Depth control was previously available in iOS 12 on compatible iPhones, but what's new in 12.1 is that the iPhone XS, XS Max, and XR can now perform depth adjustments live in the camera's viewfinder before a photo's even been taken. To bring up the depth control slider inside Camera, tap the new 'f' icon in the upper right corner, then adjust to your heart's content and see in real-time what the finished product will look like.
A second camera change found in iOS 12.1 is that Apple has addressed reports of skin smoothing for selfies taken on 2018's flagship iPhones. As first reported by Nilay Patel of The Verge, a tweak to Smart HDR should result in more natural-looking selfies going forward. He writes of what caused the issue:
Essentially, Smart HDR was choosing the wrong base frame for HDR processing when you took a selfie. Instead of choosing a frame with a short shutter speed to freeze motion and preserve detail, it would sometimes choose a frame with longer shutter speed. The front camera also does not have optical image stabilization, so it takes blurrier shots at the same shutter speed as the rear, stabilized camera. The result is a loss of detail that looks like smoothing on the front camera.
In other words, yes skin smoothing was a real phenomenon, but it was unintentional and only applied in certain situations. And it's fixed now.
One new feature of the iPhone XS, XS Max, and XR is that each device offers dual SIM support. In addition to the built-in physical SIM, as of iOS 12.1 you can add a second line to your phone via an eSIM.

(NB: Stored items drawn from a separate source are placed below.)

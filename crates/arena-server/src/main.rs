use std::path::PathBuf;
use std::sync::Arc;

use anyhow::{Context, Result};
use arena_server::{ArenaConfig, ArenaService, SqliteStore, router};
use clap::Parser;
use game::{GameStore, MemoryStore};
use tokio::net::TcpListener;
use tracing::info;
use tracing_subscriber::EnvFilter;

#[derive(Parser, Debug)]
#[command(name = "arena-server", version, about = "Chess arena for humans and LLM engines")]
struct Cli {
    /// TOML config file. Missing file means defaults.
    #[arg(short, long, default_value = "arena.toml")]
    config: PathBuf,

    /// Listen address, overrides the config and ARENA_BIND.
    #[arg(long)]
    bind: Option<String>,

    /// Keep games in memory instead of SQLite.
    #[arg(long)]
    memory: bool,
}

#[tokio::main]
async fn main() -> Result<()> {
    dotenv::dotenv().ok();
    tracing_subscriber::fmt()
        .with_env_filter(
            EnvFilter::try_from_default_env().unwrap_or_else(|_| EnvFilter::new("info")),
        )
        .init();

    let cli = Cli::parse();
    let mut config = ArenaConfig::load(&cli.config)
        .with_context(|| format!("loading {}", cli.config.display()))?;
    config.apply_env(|key| std::env::var(key).ok());
    if let Some(bind) = cli.bind {
        config.bind = bind;
    }

    let store: Arc<dyn GameStore> = if cli.memory {
        info!("using in-memory game store");
        Arc::new(MemoryStore::new())
    } else {
        let store = SqliteStore::connect(&config.database_url)
            .await
            .with_context(|| format!("opening database {}", config.database_url))?;
        info!(url = %config.database_url, "connected to database");
        Arc::new(store)
    };

    let pipeline = Arc::new(config.build_pipeline());
    let engines: Vec<_> = pipeline.config().engine_ids().collect();
    info!(?engines, default = %config.default_engine, "decision pipeline ready");

    let service = Arc::new(ArenaService::new(store, pipeline.clone(), config.default_engine.clone()));
    let app = router(service);

    let listener = TcpListener::bind(&config.bind)
        .await
        .with_context(|| format!("binding {}", config.bind))?;
    info!(addr = %listener.local_addr()?, "arena listening");
    axum::serve(listener, app)
        .with_graceful_shutdown(shutdown_signal())
        .await
        .context("server error")?;
    info!("arena stopped");
    Ok(())
}

async fn shutdown_signal() {
    if let Err(e) = tokio::signal::ctrl_c().await {
        tracing::warn!(error = %e, "cannot listen for ctrl-c");
        std::future::pending::<()>().await;
    }
}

To set up a cellular plan via eSIM, your device has to first be unlocked, after which you can visit Settings ⇾ Cellular ⇾ Add Cellular Plan and follow the steps from there to set up your second line.
iOS 12.1 marks a significant accomplishment in that it completes the public release of every previously-announced iOS 12 feature. Group FaceTime was announced and demoed at WWDC, while new emoji debuted on World Emoji Day, and neither of them had us waiting past the fall for their release. This is in stark contrast to iOS 11's release cycle, which was plagued by delays. Major features like AirPlay 2 and Messages in iCloud didn't arrive until iOS 11.4, nearly a year after they were announced.
Now that everything we know about iOS 12 is available in our hands, it will be exciting to see what the company has in store for future updates, such as the presumptive 12.2 and 12.3.